> _ABOUT THIS TASK_
Exactly the lines from the top of the records below through the one containing "if buffer.len() <" must be set down, with no line added or dropped.

DATA LISTING Block Start

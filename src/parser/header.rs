//! Decodes the fixed 32-byte table header at the start of the decompressed
//! buffer.

use std::borrow::Cow;

use crate::error::{Error, Result, Stage};
use crate::parser::byteorder::{read_u16_le, read_u32_le};
use crate::parser::encoding::LegacyEncoding;

/// Size of the fixed table header on disk.
pub const HEADER_SIZE: usize = 32;

/// Fixed table header of a dBase III file.
///
/// Multi-byte fields are stored little-endian on disk; the raw last-update
/// date bytes are carried through without semantic validation.
#[derive(Debug, Clone)]
pub struct TableHeader {
    /// Byte 0: dialect version marker.
    pub version: u8,
    /// Bytes 1-3: date of last update (YY MM DD, raw).
    pub last_update: [u8; 3],
    /// Bytes 4-7: number of records in the table.
    pub record_count: u32,
    /// Bytes 8-9: number of bytes in the header (header + field catalog +
    /// terminator).
    pub header_length: u16,
    /// Bytes 10-11: number of bytes per record, including the deletion flag.
    pub record_length: u16,
    /// Byte 14: incomplete transaction flag.
    pub transaction: u8,
    /// Byte 15: encryption flag.
    pub encryption: u8,
    /// Byte 28: production index file flag.
    pub mdx: u8,
    /// Byte 29: language driver id selecting the legacy code page.
    pub language: u8,
}

impl TableHeader {
    /// Resolves the legacy code page selected by the language driver byte.
    #[must_use]
    pub fn encoding(&self) -> LegacyEncoding {
        LegacyEncoding::from_language_byte(self.language)
    }
}

/// Parses the table header from the start of the decompressed buffer.
///
/// # Errors
///
/// Returns an error if the buffer is shorter than the fixed header size or if
/// the declared header length does not leave room for a field catalog.
pub fn parse_header(buffer: &[u8]) -> Result<TableHeader> {
    if buffer.len() < HEADER_SIZE {
        return Err(Error::corrupted(
            Stage::Header,
            "buffer shorter than the fixed table header",
        ));
    }

    let header = TableHeader {
        version: buffer[0],
        last_update: [buffer[1], buffer[2], buffer[3]],
        record_count: read_u32_le(&buffer[4..8]),
        header_length: read_u16_le(&buffer[8..10]),
        record_length: read_u16_le(&buffer[10..12]),
        transaction: buffer[14],
        encryption: buffer[15],
        mdx: buffer[28],
        language: buffer[29],
    };

    if usize::from(header.header_length) <= HEADER_SIZE {
        return Err(Error::Corrupted {
            stage: Stage::Header,
            details: Cow::Owned(format!(
                "declared header length {} leaves no room for field descriptors",
                header.header_length
            )),
        });
    }

    Ok(header)
}

/// Builds raw header bytes for unit tests across the parser modules.
#[cfg(test)]
pub(crate) fn raw_header(
    record_count: u32,
    header_length: u16,
    record_length: u16,
    language: u8,
) -> [u8; HEADER_SIZE] {
    let mut bytes = [0_u8; HEADER_SIZE];
    bytes[0] = 0x03;
    bytes[1..4].copy_from_slice(&[24, 5, 17]);
    bytes[4..8].copy_from_slice(&record_count.to_le_bytes());
    bytes[8..10].copy_from_slice(&header_length.to_le_bytes());
    bytes[10..12].copy_from_slice(&record_length.to_le_bytes());
    bytes[29] = language;
    bytes
}
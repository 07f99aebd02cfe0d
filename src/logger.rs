use std::fs::File;
use std::io::{Result as IoResult, Write};
use std::path::Path;
use std::sync::{Arc, Mutex, OnceLock};

static LOG_FILE: OnceLock<Arc<Mutex<File>>> = OnceLock::new();

/// Configures a log file for warnings/errors emitted by the converter.
///
/// # Errors
///
/// Returns an error if the log file cannot be created.
pub fn set_log_file(path: &Path) -> IoResult<()> {
    if let Some(parent) = path.parent() {
        std::fs::create_dir_all(parent)?;
    }
    let file = File::create(path)?;
    // Ignore error if already set; keep the first writer.
    let _ = LOG_FILE.set(Arc::new(Mutex::new(file)));
    Ok(())
}

pub fn log_warn(message: &str) {
    eprintln!("{message}");
    if let Some(writer) = LOG_FILE.get()
        && let Ok(mut file) = writer.lock()
    {
        let _ = writeln!(file, "warning: {message}");
    }
}

pub fn log_error(message: &str) {
    eprintln!("{message}");
    if let Some(writer) = LOG_FILE.get()
        && let Ok(mut file) = writer.lock()
    {
        let _ = writeln!(file, "error: {message}");
    }
}
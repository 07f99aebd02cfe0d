//! Reader for PKWare-DCL-compressed dBase III files (the DATASUS `.dbc`
//! container) with typed batch extraction and a Parquet sink.
//!
//! The pipeline is strictly sequential: the container is decompressed into a
//! single frozen buffer, the table header and field catalog are decoded from
//! it, and record batches are then sliced out and converted to typed columns
//! on demand.

pub mod api;
pub mod error;
pub mod logger;
pub mod parser;
pub mod sinks;
pub mod value;

pub use crate::error::{Error, Result};
pub use api::{DbcFile, ReadOptions};
pub use sinks::{ColumnarSink, ParquetSink, SinkContext};
pub use value::Value;
//! Little-endian slice readers for the on-disk dBase structures.
//!
//! The classic dBase layout stores every multi-byte integer little-endian;
//! values are decoded field by field at their documented offsets rather than
//! through a struct overlay.

/// Reads a `u16` stored little-endian at the start of `bytes`.
///
/// # Panics
///
/// Panics if `bytes` has fewer than two elements.
#[inline]
#[must_use]
pub fn read_u16_le(bytes: &[u8]) -> u16 {
    u16::from_le_bytes([bytes[0], bytes[1]])
}

/// Reads a `u32` stored little-endian at the start of `bytes`.
///
/// # Panics
///
/// Panics if `bytes` has fewer than four elements.
#[inline]
#[must_use]
pub fn read_u32_le(bytes: &[u8]) -> u32 {
    u32::from_le_bytes([bytes[0], bytes[1], bytes[2], bytes[3]])
}
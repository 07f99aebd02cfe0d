use std::borrow::Cow;
use std::fmt;
use std::io;

use parquet::errors::ParquetError;

/// Result type used across the DBC reader implementation.
pub type Result<T> = std::result::Result<T, Error>;

/// High-level error type surfaced by the DBC reader and its sinks.
#[derive(Debug, thiserror::Error)]
pub enum Error {
    /// I/O failure while reading from the underlying data source.
    #[error(transparent)]
    Io(#[from] io::Error),

    /// The file appears to be corrupt or inconsistent while processing a stage.
    #[error("corrupted DBC file while processing {stage}: {details}")]
    Corrupted {
        stage: Stage,
        details: Cow<'static, str>,
    },

    /// Metadata or schema could not be interpreted according to expectations.
    #[error("invalid table metadata: {details}")]
    InvalidMetadata { details: Cow<'static, str> },

    /// Failure encountered while interacting with the Parquet writer.
    #[error("parquet error: {details}")]
    Parquet { details: Cow<'static, str> },
}

impl Error {
    pub(crate) fn corrupted(stage: Stage, details: impl Into<Cow<'static, str>>) -> Self {
        Self::Corrupted {
            stage,
            details: details.into(),
        }
    }
}

/// Logical stage of the conversion pipeline used for diagnostic reporting.
#[derive(Debug, Clone, Copy, PartialEq, Eq)]
pub enum Stage {
    Container,
    Decompression,
    Header,
    FieldCatalog,
    Records,
    Sink,
}

impl From<ParquetError> for Error {
    fn from(err: ParquetError) -> Self {
        Self::Parquet {
            details: Cow::Owned(err.to_string()),
        }
    }
}

impl fmt::Display for Stage {
    fn fmt(&self, f: &mut fmt::Formatter<'_>) -> fmt::Result {
        match self {
            Self::Container => write!(f, "container layout"),
            Self::Decompression => write!(f, "record decompression"),
            Self::Header => write!(f, "table header"),
            Self::FieldCatalog => write!(f, "field catalog"),
            Self::Records => write!(f, "record region"),
            Self::Sink => write!(f, "output sink"),
        }
    }
}
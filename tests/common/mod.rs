//! Shared fixture builders: raw dBase structures and a minimal implode
//! encoder (plain literal tokens only), assembled into DBC containers.

/// Emits implode streams bit by bit, least significant bit first.
struct BitWriter {
    bytes: Vec<u8>,
    bit_buffer: u32,
    bit_count: u32,
}

impl BitWriter {
    fn new() -> Self {
        Self {
            bytes: Vec::new(),
            bit_buffer: 0,
            bit_count: 0,
        }
    }

    fn push_bits(&mut self, value: u32, count: u32) {
        self.bit_buffer |= value << self.bit_count;
        self.bit_count += count;
        while self.bit_count >= 8 {
            self.bytes.push((self.bit_buffer & 0xFF) as u8);
            self.bit_buffer >>= 8;
            self.bit_count -= 8;
        }
    }

    fn finish(mut self) -> Vec<u8> {
        if self.bit_count > 0 {
            self.bytes.push((self.bit_buffer & 0xFF) as u8);
        }
        self.bytes
    }
}

/// Compresses `data` as an implode stream of uncoded literal tokens followed
/// by the end-of-stream token (length symbol 15 with all extra bits set).
pub fn implode_stored(data: &[u8]) -> Vec<u8> {
    let mut writer = BitWriter::new();
    writer.push_bits(0, 8);
    writer.push_bits(4, 8);
    for &byte in data {
        writer.push_bits(0, 1);
        writer.push_bits(u32::from(byte), 8);
    }
    // Length symbol 15 has the canonical 7-bit code 0x7F, stored inverted.
    writer.push_bits(1, 1);
    writer.push_bits(0, 7);
    writer.push_bits(255, 8);
    writer.finish()
}

/// 32-byte dBase III table header.
pub fn raw_header(record_count: u32, header_length: u16, record_length: u16, language: u8) -> [u8; 32] {
    let mut header = [0_u8; 32];
    header[0] = 0x03;
    header[1..4].copy_from_slice(&[24, 1, 15]);
    header[4..8].copy_from_slice(&record_count.to_le_bytes());
    header[8..10].copy_from_slice(&header_length.to_le_bytes());
    header[10..12].copy_from_slice(&record_length.to_le_bytes());
    header[29] = language;
    header
}

/// 32-byte field descriptor.
pub fn raw_descriptor(name: &str, tag: u8, length: u8, decimals: u8) -> [u8; 32] {
    assert!(name.len() <= 11);
    let mut descriptor = [0_u8; 32];
    descriptor[..name.len()].copy_from_slice(name.as_bytes());
    descriptor[11] = tag;
    descriptor[16] = length;
    descriptor[17] = decimals;
    descriptor
}

/// Assembles a decompressed table buffer: header, catalog, terminator,
/// records, end-of-file marker.
pub fn table_buffer(descriptors: &[[u8; 32]], records: &[&[u8]], language: u8) -> Vec<u8> {
    let header_length = u16::try_from(32 + descriptors.len() * 32 + 1).unwrap();
    let record_length = u16::try_from(records.first().map_or(1, |r| r.len())).unwrap();

    let mut buffer = Vec::new();
    buffer.extend_from_slice(&raw_header(
        u32::try_from(records.len()).unwrap(),
        header_length,
        record_length,
        language,
    ));
    for descriptor in descriptors {
        buffer.extend_from_slice(descriptor);
    }
    buffer.push(0x0D);
    for record in records {
        assert_eq!(record.len(), usize::from(record_length));
        buffer.extend_from_slice(record);
    }
    buffer.push(0x1A);
    buffer
}

/// Wraps a decompressed table buffer in a DBC container: the pre-header is
/// copied verbatim, followed by a four-byte CRC slot and the implode stream
/// of the record region.
pub fn dbc_container(buffer: &[u8], header_length: usize) -> Vec<u8> {
    let mut container = buffer[..header_length].to_vec();
    container.extend_from_slice(&[0_u8; 4]);
    container.extend_from_slice(&implode_stored(&buffer[header_length..]));
    container
}
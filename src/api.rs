use std::fs::File;
use std::io::{BufReader, Read, Seek};
use std::path::Path;

use crate::error::Result;
use crate::parser::{ColumnarBatch, DbfTable, extract_batch};
use crate::sinks::{ColumnarSink, SinkContext};

const DEFAULT_BATCH_ROWS: usize = 65_536;

/// Configures batch sizing for extraction and conversion.
#[derive(Debug, Clone)]
pub struct ReadOptions {
    batch_rows: usize,
}

impl ReadOptions {
    #[must_use]
    pub const fn new() -> Self {
        Self {
            batch_rows: DEFAULT_BATCH_ROWS,
        }
    }

    /// Sets the number of rows extracted per batch, bounding the typed
    /// representation's peak memory independently of the table size.
    #[must_use]
    pub const fn with_batch_rows(mut self, rows: usize) -> Self {
        self.batch_rows = if rows == 0 { 1 } else { rows };
        self
    }

    #[must_use]
    pub const fn batch_rows(&self) -> usize {
        self.batch_rows
    }
}

impl Default for ReadOptions {
    fn default() -> Self {
        Self::new()
    }
}

/// A loaded DBC file: the decompressed table plus its parsed metadata, owned
/// for the duration of one conversion run.
pub struct DbcFile {
    table: DbfTable,
}

impl DbcFile {
    /// Opens and loads a DBC container from disk.
    ///
    /// # Errors
    ///
    /// Returns an error if the file cannot be read or its contents are
    /// corrupt.
    pub fn open(path: impl AsRef<Path>) -> Result<Self> {
        let file = File::open(path)?;
        let mut reader = BufReader::new(file);
        Self::from_reader(&mut reader)
    }

    /// Loads a DBC container from any seekable reader.
    ///
    /// # Errors
    ///
    /// Returns an error if the container cannot be decompressed or parsed.
    pub fn from_reader<R: Read + Seek>(reader: &mut R) -> Result<Self> {
        Ok(Self {
            table: DbfTable::from_compressed(reader)?,
        })
    }

    /// Wraps an already-decompressed dBase buffer (a plain `.dbf` image).
    ///
    /// # Errors
    ///
    /// Returns an error if the buffer does not hold a consistent table.
    pub fn from_decompressed(buffer: Vec<u8>) -> Result<Self> {
        Ok(Self {
            table: DbfTable::from_decompressed(buffer)?,
        })
    }

    #[must_use]
    pub const fn table(&self) -> &DbfTable {
        &self.table
    }

    #[must_use]
    pub fn row_count(&self) -> usize {
        self.table.row_count()
    }

    #[must_use]
    pub fn column_count(&self) -> usize {
        self.table.column_count()
    }

    /// Iterates over the table in row order, one columnar batch at a time.
    #[must_use]
    pub const fn batches<'a>(&'a self, options: &ReadOptions) -> Batches<'a> {
        Batches {
            table: &self.table,
            next_row: 0,
            batch_rows: options.batch_rows,
        }
    }

    /// Drives a full conversion: declares the schema, forwards every batch in
    /// increasing row order, then finalises the sink exactly once.
    ///
    /// # Errors
    ///
    /// Returns the first sink failure; the sink's output is not finalised in
    /// that case.
    pub fn convert<S: ColumnarSink>(&self, sink: &mut S, options: &ReadOptions) -> Result<()> {
        sink.begin(SinkContext::new(&self.table))?;
        for batch in self.batches(options) {
            sink.write_batch(&batch)?;
        }
        sink.finish()
    }
}

/// Iterator over consecutive columnar batches of a table.
pub struct Batches<'a> {
    table: &'a DbfTable,
    next_row: usize,
    batch_rows: usize,
}

impl Iterator for Batches<'_> {
    type Item = ColumnarBatch;

    fn next(&mut self) -> Option<Self::Item> {
        if self.next_row >= self.table.row_count() {
            return None;
        }
        let batch = extract_batch(self.table, self.next_row, self.batch_rows);
        self.next_row += batch.row_count();
        Some(batch)
    }
}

DATA LISTING Block End

> _ANSWER SECTION_
filename src/parser/header.rs
//! Decodes the fixed 32-byte table header at the start of the decompressed
//! buffer.

use std::borrow::Cow;

use crate::error::{Error, Result, Stage};
use crate::parser::byteorder::{read_u16_le, read_u32_le};
use crate::parser::encoding::LegacyEncoding;

/// Size of the fixed table header on disk.
pub const HEADER_SIZE: usize = 32;

/// Fixed table header of a dBase III file.
///
/// Multi-byte fields are stored little-endian on disk; the raw last-update
/// date bytes are carried through without semantic validation.
#[derive(Debug, Clone)]
pub struct TableHeader {
    /// Byte 0: dialect version marker.
    pub version: u8,
    /// Bytes 1-3: date of last update (YY MM DD, raw).
    pub last_update: [u8; 3],
    /// Bytes 4-7: number of records in the table.
    pub record_count: u32,
    /// Bytes 8-9: number of bytes in the header (header + field catalog +
    /// terminator).
    pub header_length: u16,
    /// Bytes 10-11: number of bytes per record, including the deletion flag.
    pub record_length: u16,
    /// Byte 14: incomplete transaction flag.
    pub transaction: u8,
    /// Byte 15: encryption flag.
    pub encryption: u8,
    /// Byte 28: production index file flag.
    pub mdx: u8,
    /// Byte 29: language driver id selecting the legacy code page.
    pub language: u8,
}

impl TableHeader {
    /// Resolves the legacy code page selected by the language driver byte.
    #[must_use]
    pub fn encoding(&self) -> LegacyEncoding {
        LegacyEncoding::from_language_byte(self.language)
    }
}

/// Parses the table header from the start of the decompressed buffer.
///
/// # Errors
///
/// Returns an error if the buffer is shorter than the fixed header size or if
/// the declared header length does not leave room for a field catalog.
pub fn parse_header(buffer: &[u8]) -> Result<TableHeader> {
    if buffer.len() < HEADER_SIZE {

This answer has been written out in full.